Singapore, a country that has been practicing the use of mandatory death penalty, will be seeing slight amendments made in the use of the mandatory death penalty for drug trafficking and homicide.
It has been a decade since the World Day Against the Death Penalty was first commemorated. In the past decade, the world has seen a progressive decrease in the use of the death penalty.
According to the latest statistics provided by World Coalition Against the Death Penalty, 97 countries have abolished the death penalty for all crimes, 8 countries have abolished the death penalty for ordinary crimes and 36 countries have abolished the death penalty in practice. In total, 141 countries are abolitionist in law or in practice.
Singapore, a country that has been practicing the use of both the death penalty and the mandatory death penalty, will be seeing slight amendments made in the use of the mandatory death penalty for drug trafficking and homicide.
As we applaud the global changes that have been observed over the past decade and acknowledge the small steps taken by the Singapore Government, we recognise that our work in advocating for the abolition of the death penalty continues. We cannot overlook the fact that the death penalty still exists in our own backyard, guarded defensively by authorities who claim that it is a necessary evil that works as a deterrent towards heinous crimes and drug trafficking.
As the newly formed Singapore Working Group on Death Penalty1, we would like to emphasize our position against the use of death penalty and the mandatory death penalty by stating that:
1. The death penalty and mandatory death penalty is an irreversible, ultimate form of cruel, inhuman and degrading form of punishment and it fundamentally goes against Article 3 of the Universal Declaration of Human Rights that states "Everyone has the right to life, liberty and security of person";
2. The abolition of the death penalty will contribute to enhancement of human dignity and progressive development of human rights;
3. The death penalty is not a deterrent for crimes as there are many factors including ignorance, mental conditions and social factors that nullifies any deterrence effect.
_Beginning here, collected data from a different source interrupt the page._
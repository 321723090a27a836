//! Subcommand implementations.

/// `listen` and `connect`.
pub mod chat;

/// Configure command handler.
pub mod configure;

/// `languages` listing.
pub mod languages;

/// Provider listing command handler.
pub mod providers;
use anyhow::Result;
use inquire::InquireError;

mod spinner;
mod theme;

pub use spinner::Spinner;
pub use theme::Style;

const fn is_prompt_cancelled(err: &InquireError) -> bool {
    matches!(
        err,
        InquireError::OperationCanceled | InquireError::OperationInterrupted
    )
}

/// Runs an interactive prompt flow, treating Ctrl+C or Escape as a clean
/// exit instead of an error.
pub fn handle_prompt_cancellation<F>(f: F) -> Result<()>
where
    F: FnOnce() -> Result<()>,
{
    match f() {
        Ok(()) => Ok(()),
        Err(e)
            if e.downcast_ref::<InquireError>()
                .is_some_and(is_prompt_cancelled) =>
        {
            println!();
            Ok(())
        }
        Err(e) => Err(e),
    }
}
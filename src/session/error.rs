//! Error types of the peer session.

use thiserror::Error;

use crate::translation::UnsupportedPair;

/// Problems with the content of a single frame.
///
/// Inside the receive loop these are reported and the offending line is
/// dropped. During the handshake they are fatal.
#[derive(Debug, Error)]
pub enum ProtocolError {
    /// The bytes were not a well-formed frame (bad JSON, unknown type,
    /// missing field, invalid UTF-8).
    #[error("malformed frame: {0}")]
    Malformed(#[source] serde_json::Error),

    /// A well-formed frame arrived where a different type was expected.
    #[error("unexpected '{found}' frame, expected '{expected}'")]
    UnexpectedFrame {
        expected: &'static str,
        found: &'static str,
    },
}

/// Errors surfaced to the owner of a [`Session`](super::Session).
#[derive(Debug, Error)]
pub enum SessionError {
    /// Bind, accept, connect, read or write failure. Fatal.
    #[error("transport error: {0}")]
    Transport(#[from] std::io::Error),

    /// The peer violated the handshake protocol. Fatal.
    #[error("handshake failed: {0}")]
    Protocol(#[from] ProtocolError),

    /// The peer closed the connection before the handshake completed.
    #[error("peer closed the connection during the handshake")]
    PeerClosed,

    /// No translation is available from our language into the peer's.
    #[error(transparent)]
    UnsupportedLanguagePair(#[from] UnsupportedPair),

    /// `send` was called while the session is not active.
    #[error("not connected")]
    NotConnected,

    /// `start` or `attach` was called on a session that already started.
    #[error("session already started")]
    AlreadyStarted,

    /// The session was closed while it was still being established.
    #[error("session closed before it became active")]
    Closed,

    /// The translation gateway failed to translate an outbound message.
    #[error("translation failed: {0:#}")]
    Translation(#[source] anyhow::Error),
}

/// Result alias for session operations.
pub type Result<T> = std::result::Result<T, SessionError>;

#[cfg(test)]
mod tests {
    use super::*;

    #[test]
    fn test_unexpected_frame_message() {
        let err = ProtocolError::UnexpectedFrame {
            expected: "lang",
            found: "chat",
        };
        assert_eq!(err.to_string(), "unexpected 'chat' frame, expected 'lang'");
    }

    #[test]
    fn test_unsupported_pair_is_transparent() {
        let err = SessionError::from(UnsupportedPair::new("en", "xx"));
        assert_eq!(err.to_string(), "unsupported language pair: en -> xx");
    }

    #[test]
    fn test_translation_error_keeps_context() {
        let source = anyhow::anyhow!("status 500").context("request failed");
        let err = SessionError::Translation(source);
        assert_eq!(
            err.to_string(),
            "translation failed: request failed: status 500"
        );
    }
}
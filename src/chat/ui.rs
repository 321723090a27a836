//! Terminal rendering for the chat prompt.

use std::io::{self, Write};

use super::command::SLASH_COMMANDS;
use crate::session::SessionState;
use crate::translation::language_name;
use crate::ui::Style;

const VERSION: &str = env!("CARGO_PKG_VERSION");

pub const PROMPT: &str = "⟴ ";
pub const INCOMING: &str = "⥺";

pub fn print_header(local: &str, peer: &str) {
    println!(
        "{} {} - {} {} {}",
        Style::header("tarjimani"),
        Style::version(format!("v{VERSION}")),
        Style::code(language_name(local)),
        Style::secondary("⇄"),
        Style::code(language_name(peer)),
    );
    println!(
        "{}",
        Style::hint("Type a message to send it translated, /help for commands, Ctrl+C to quit")
    );
    println!();
}

pub fn print_prompt() {
    print!("{}", Style::prompt(PROMPT));
    let _ = io::stdout().flush();
}

/// Prints a message from the peer above a fresh prompt.
pub fn print_incoming(text: &str) {
    println!("\n{} {text}", Style::incoming(INCOMING));
    print_prompt();
}

pub fn print_help() {
    println!("{}", Style::header("Available commands"));
    for (command, description) in SLASH_COMMANDS {
        println!(
            "  {} {}",
            Style::command(format!("{command:<10}")),
            Style::secondary(description)
        );
    }
    println!();
}

pub fn print_status(local: &str, peer: Option<&str>, state: SessionState) {
    println!("{}", Style::header("Session"));
    println!(
        "  {}   {} ({})",
        Style::label("you"),
        Style::value(local),
        Style::secondary(language_name(local))
    );
    match peer {
        Some(peer) => println!(
            "  {}  {} ({})",
            Style::label("peer"),
            Style::value(peer),
            Style::secondary(language_name(peer))
        ),
        None => println!("  {}  {}", Style::label("peer"), Style::secondary("unknown")),
    }
    println!("  {} {}", Style::label("state"), Style::value(state));
    println!();
}

pub fn print_error(message: &str) {
    eprintln!("{} {message}", Style::error("Error:"));
}

pub fn print_peer_left() {
    println!();
    crate::status!("{}", Style::warning("Peer disconnected"));
}

pub fn print_goodbye() {
    println!("{}", Style::success("Goodbye!"));
}
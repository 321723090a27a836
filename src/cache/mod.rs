mod sqlite;

pub use sqlite::CacheManager;
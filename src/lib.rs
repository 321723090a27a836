//! # tarjimani - translated peer-to-peer chat
//!
//! Two people who speak different languages connect directly over TCP. Each
//! side tells the other which language it types in, and from then on every
//! outgoing message is translated into the peer's language before it is
//! sent. Incoming messages arrive already translated and are shown as is.
//!
//! ## Quick Start
//!
//! ```bash
//! # Georgian speaker waits for a peer
//! tarjimani listen --lang ka
//!
//! # English speaker connects to them
//! tarjimani connect 192.168.1.20 --lang en
//! ```
//!
//! ## Configuration
//!
//! Settings are stored in `~/.config/tarjimani/config.toml`:
//!
//! ```toml
//! [tarjimani]
//! provider = "ollama"
//! model = "gemma3:12b"
//! language = "en"
//! port = 5000
//! pairs = ["en-ka", "ka-en", "en-ru", "ru-en"]
//!
//! [providers.ollama]
//! endpoint = "http://localhost:11434"
//! models = ["gemma3:12b"]
//! ```

/// Translation cache management using `SQLite`.
pub mod cache;

/// Interactive chat prompt.
pub mod chat;

/// Command-line interface definitions and handlers.
pub mod cli;

/// Configuration file management and provider settings.
pub mod config;

/// File system utilities.
pub mod fs;

/// Newline-delimited byte buffering.
pub mod lines;

/// Diagnostic logging setup.
pub mod logging;

/// Global output configuration (quiet mode, colors).
pub mod output;

/// XDG-style path utilities for configuration and cache.
pub mod paths;

/// Peer connection, handshake and message exchange.
pub mod session;

/// Translation gateway and OpenAI-compatible client.
pub mod translation;

/// Terminal UI components (spinner, colors).
pub mod ui;
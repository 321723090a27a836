use clap::{Parser, Subcommand};

#[derive(Parser, Debug)]
#[command(name = "tarjimani")]
#[command(about = "Peer-to-peer chat that translates what you type into your peer's language")]
#[command(version)]
pub struct Args {
    /// Suppress status messages
    #[arg(short, long, global = true)]
    pub quiet: bool,

    /// Disable colored output
    #[arg(long, global = true)]
    pub no_color: bool,

    /// Increase log verbosity (-v info, -vv debug)
    #[arg(short, long, action = clap::ArgAction::Count, global = true)]
    pub verbose: u8,

    #[command(subcommand)]
    pub command: Command,
}

/// Options shared by `listen` and `connect`.
#[derive(clap::Args, Debug, Clone, Default)]
pub struct ChatArgs {
    /// Language you type in (ISO 639-1, e.g. en, ka, ru)
    #[arg(short, long = "lang")]
    pub lang: Option<String>,

    /// TCP port
    #[arg(short, long)]
    pub port: Option<u16>,

    /// Provider name from the config file
    #[arg(long)]
    pub provider: Option<String>,

    /// Model name
    #[arg(short, long)]
    pub model: Option<String>,

    /// Disable the translation cache
    #[arg(short = 'n', long)]
    pub no_cache: bool,
}

#[derive(Subcommand, Debug)]
pub enum Command {
    /// Wait for a peer to connect
    Listen {
        /// Address to listen on
        #[arg(short, long, default_value = "0.0.0.0")]
        bind: String,

        #[command(flatten)]
        chat: ChatArgs,
    },
    /// Connect to a listening peer
    Connect {
        /// Host name or IP address of the peer
        host: String,

        #[command(flatten)]
        chat: ChatArgs,
    },
    /// List language codes and the enabled translation pairs
    Languages,
    /// List configured providers
    Providers {
        /// Show details for this provider
        provider: Option<String>,
    },
    /// Edit default settings interactively
    Configure,
}
//! Newline-delimited byte buffering.
//!
//! Both the peer frame stream and the SSE stream of the translation endpoint
//! are line protocols delivered in arbitrarily sized chunks. [`LineBuffer`]
//! accumulates raw bytes and hands out complete lines only, so a multi-byte
//! UTF-8 character split across two reads is reassembled before decoding.

use bytes::{Buf, BytesMut};

/// Accumulates bytes and yields complete `\n`-terminated lines.
#[derive(Debug, Default)]
pub struct LineBuffer {
    buffer: BytesMut,
}

impl LineBuffer {
    pub fn new() -> Self {
        Self::default()
    }

    /// Appends a chunk of raw bytes.
    pub fn extend(&mut self, chunk: &[u8]) {
        self.buffer.extend_from_slice(chunk);
    }

    /// Removes and returns the next complete line, without its delimiter.
    ///
    /// Returns `None` when no delimiter is buffered yet; the partial tail
    /// stays in the buffer until more bytes arrive.
    pub fn next_line(&mut self) -> Option<BytesMut> {
        let line_end = self.buffer.iter().position(|b| *b == b'\n')?;
        let line = self.buffer.split_to(line_end);
        self.buffer.advance(1);
        Some(line)
    }

    /// Number of bytes waiting for a delimiter.
    pub fn pending(&self) -> usize {
        self.buffer.len()
    }
}
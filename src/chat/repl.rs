use anyhow::Result;
use std::future::Future;
use std::io::{self, BufRead};
use tokio::sync::mpsc;
use tracing::debug;

use super::command::{Input, SlashCommand, parse_input};
use super::ui;
use crate::session::{Session, SessionError};
use crate::translation::TranslationGateway;
use crate::ui::Spinner;

/// Runs the chat prompt over an active session until the user quits,
/// stdin ends, Ctrl+C is pressed, or the peer goes away.
///
/// Does not close the session.
pub async fn run_repl<G: TranslationGateway>(session: &Session<G>) -> Result<()> {
    ui::print_header(
        session.local_language(),
        session.peer_language().unwrap_or("?"),
    );

    let mut lines = spawn_stdin_reader();
    ui::print_prompt();

    loop {
        tokio::select! {
            () = session.closed() => {
                ui::print_peer_left();
                break;
            }
            _ = tokio::signal::ctrl_c() => {
                println!();
                break;
            }
            line = lines.recv() => {
                let Some(line) = line else {
                    debug!("stdin closed");
                    println!();
                    break;
                };

                match parse_input(&line?) {
                    Input::Empty => {}
                    Input::Command(cmd) => {
                        if !handle_command(session, cmd) {
                            break;
                        }
                    }
                    Input::Text(text) => {
                        match send_message(session, &text, tokio::signal::ctrl_c()).await {
                            Outcome::Sent | Outcome::Failed => {}
                            Outcome::Interrupted => {
                                println!();
                                break;
                            }
                            Outcome::PeerLeft => {
                                ui::print_peer_left();
                                break;
                            }
                        }
                    }
                }

                if session.is_active() {
                    ui::print_prompt();
                }
            }
        }
    }

    ui::print_goodbye();
    Ok(())
}

/// Returns `false` when the chat should end.
fn handle_command<G: TranslationGateway>(session: &Session<G>, cmd: SlashCommand) -> bool {
    match cmd {
        SlashCommand::Help => ui::print_help(),
        SlashCommand::Status => ui::print_status(
            session.local_language(),
            session.peer_language(),
            session.state(),
        ),
        SlashCommand::Quit => return false,
        SlashCommand::Unknown(cmd) => {
            ui::print_error(&format!("Unknown command: /{cmd} (try /help)"));
        }
    }
    true
}

/// How an outbound message ended.
#[derive(Debug, PartialEq, Eq)]
enum Outcome {
    Sent,
    /// Reported to the user; the chat goes on.
    Failed,
    Interrupted,
    PeerLeft,
}

/// Sends `text` unless `interrupt` fires or the peer leaves first.
///
/// Translation may stall indefinitely, so both are watched for the whole
/// send rather than only between lines.
async fn send_message<G, I>(session: &Session<G>, text: &str, interrupt: I) -> Outcome
where
    G: TranslationGateway,
    I: Future,
{
    let spinner = Spinner::new("Translating...");
    let sent = tokio::select! {
        sent = session.send(text) => Some(sent),
        _ = interrupt => {
            spinner.stop();
            return Outcome::Interrupted;
        }
        () = session.closed() => None,
    };
    spinner.stop();

    match sent {
        None => Outcome::PeerLeft,
        Some(Ok(())) => Outcome::Sent,
        Some(Err(SessionError::NotConnected)) => {
            ui::print_error("Not connected to a peer");
            Outcome::Failed
        }
        Some(Err(e)) => {
            ui::print_error(&e.to_string());
            Outcome::Failed
        }
    }
}

/// Reads stdin lines on a dedicated thread.
///
/// A blocking stdin read cannot be cancelled, so it must not live on the
/// runtime's blocking pool or shutting down would wait for the next line.
fn spawn_stdin_reader() -> mpsc::Receiver<io::Result<String>> {
    let (tx, rx) = mpsc::channel(16);

    std::thread::spawn(move || {
        for line in io::stdin().lock().lines() {
            if tx.blocking_send(line).is_err() {
                break;
            }
        }
    });

    rx
}

#[cfg(test)]
#[allow(clippy::unwrap_used)]
mod tests {
    use super::*;
    use std::time::Duration;
    use tokio::io::{AsyncWriteExt, duplex};
    use tokio::time::timeout;

    use crate::translation::{Translate, UnsupportedPair};

    /// Translator whose endpoint never answers.
    struct Stalled;

    impl Translate for Stalled {
        fn translate(&self, _: &str) -> impl Future<Output = anyhow::Result<String>> + Send {
            std::future::pending()
        }
    }

    struct StalledGateway;

    impl TranslationGateway for StalledGateway {
        type Translator = Stalled;

        fn resolve(&self, _: &str, _: &str) -> Result<Stalled, UnsupportedPair> {
            Ok(Stalled)
        }
    }

    async fn active_session() -> (Session<StalledGateway>, tokio::io::DuplexStream) {
        let (local, mut peer) = duplex(4096);
        peer.write_all(br#"{"type":"lang","language":"ka"}"#)
            .await
            .unwrap();

        let session = Session::new("en", StalledGateway).with_message_handler(|_| {});
        session.attach(local).await.unwrap();
        (session, peer)
    }

    #[tokio::test]
    async fn test_interrupt_ends_stalled_send() {
        let (session, _peer) = active_session().await;

        let outcome = timeout(
            Duration::from_secs(5),
            send_message(&session, "hello", std::future::ready(())),
        )
        .await
        .unwrap();

        assert_eq!(outcome, Outcome::Interrupted);
        session.close().await;
    }

    #[tokio::test]
    async fn test_peer_leaving_ends_stalled_send() {
        let (session, peer) = active_session().await;

        tokio::spawn(async move {
            tokio::time::sleep(Duration::from_millis(50)).await;
            drop(peer);
        });

        let outcome = timeout(
            Duration::from_secs(5),
            send_message(&session, "hello", std::future::pending::<()>()),
        )
        .await
        .unwrap();

        assert_eq!(outcome, Outcome::PeerLeft);
        session.close().await;
    }
}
Until the death penalty is fully abolished in Singapore, we will continue our call for a paradigm shift in our judicial system and principles – a shift away from the emphasis on retributive justice and move towards the restorative aspects of justice. With this in view, we make the following recommendations to the Singapore Government:
1. To continue the current stay on executions and establish an official moratorium to create the time and space for society to explore alternative sentencing options and to work ultimately towards the abolishment of the death penalty;
2. To make available statistics and other factual information on the use of the death penalty, which is already an accepted recommendation in the Universal Periodic Review by the Singapore Government2
3. Ratify the International Covenant on the Civil and Political Rights [ICCPR] and the Second Optional Protocol of the ICCPR, aimed at the abolition of the death penalty;
4. With due regard to articles 10 and 15 of the Convention of the Rights of Persons with Disabilities (CRPD), recognise that no persons with disabilities – including persons with mental or intellectual disabilities – should be subjected to the death penalty.
We also take this opportunity to reaffirm our commitment towards the abolition of the death penalty in Singapore, and express our support and solidarity with friends and fellow abolitionists locally, regionally and internationally.
Singapore Working Group on Death Penalty
13 October 2012
The Singapore Working Group on Death Penalty comprises the Singapore Anti-Death Penalty Campaign, We believe in Second Chances and Think Centre.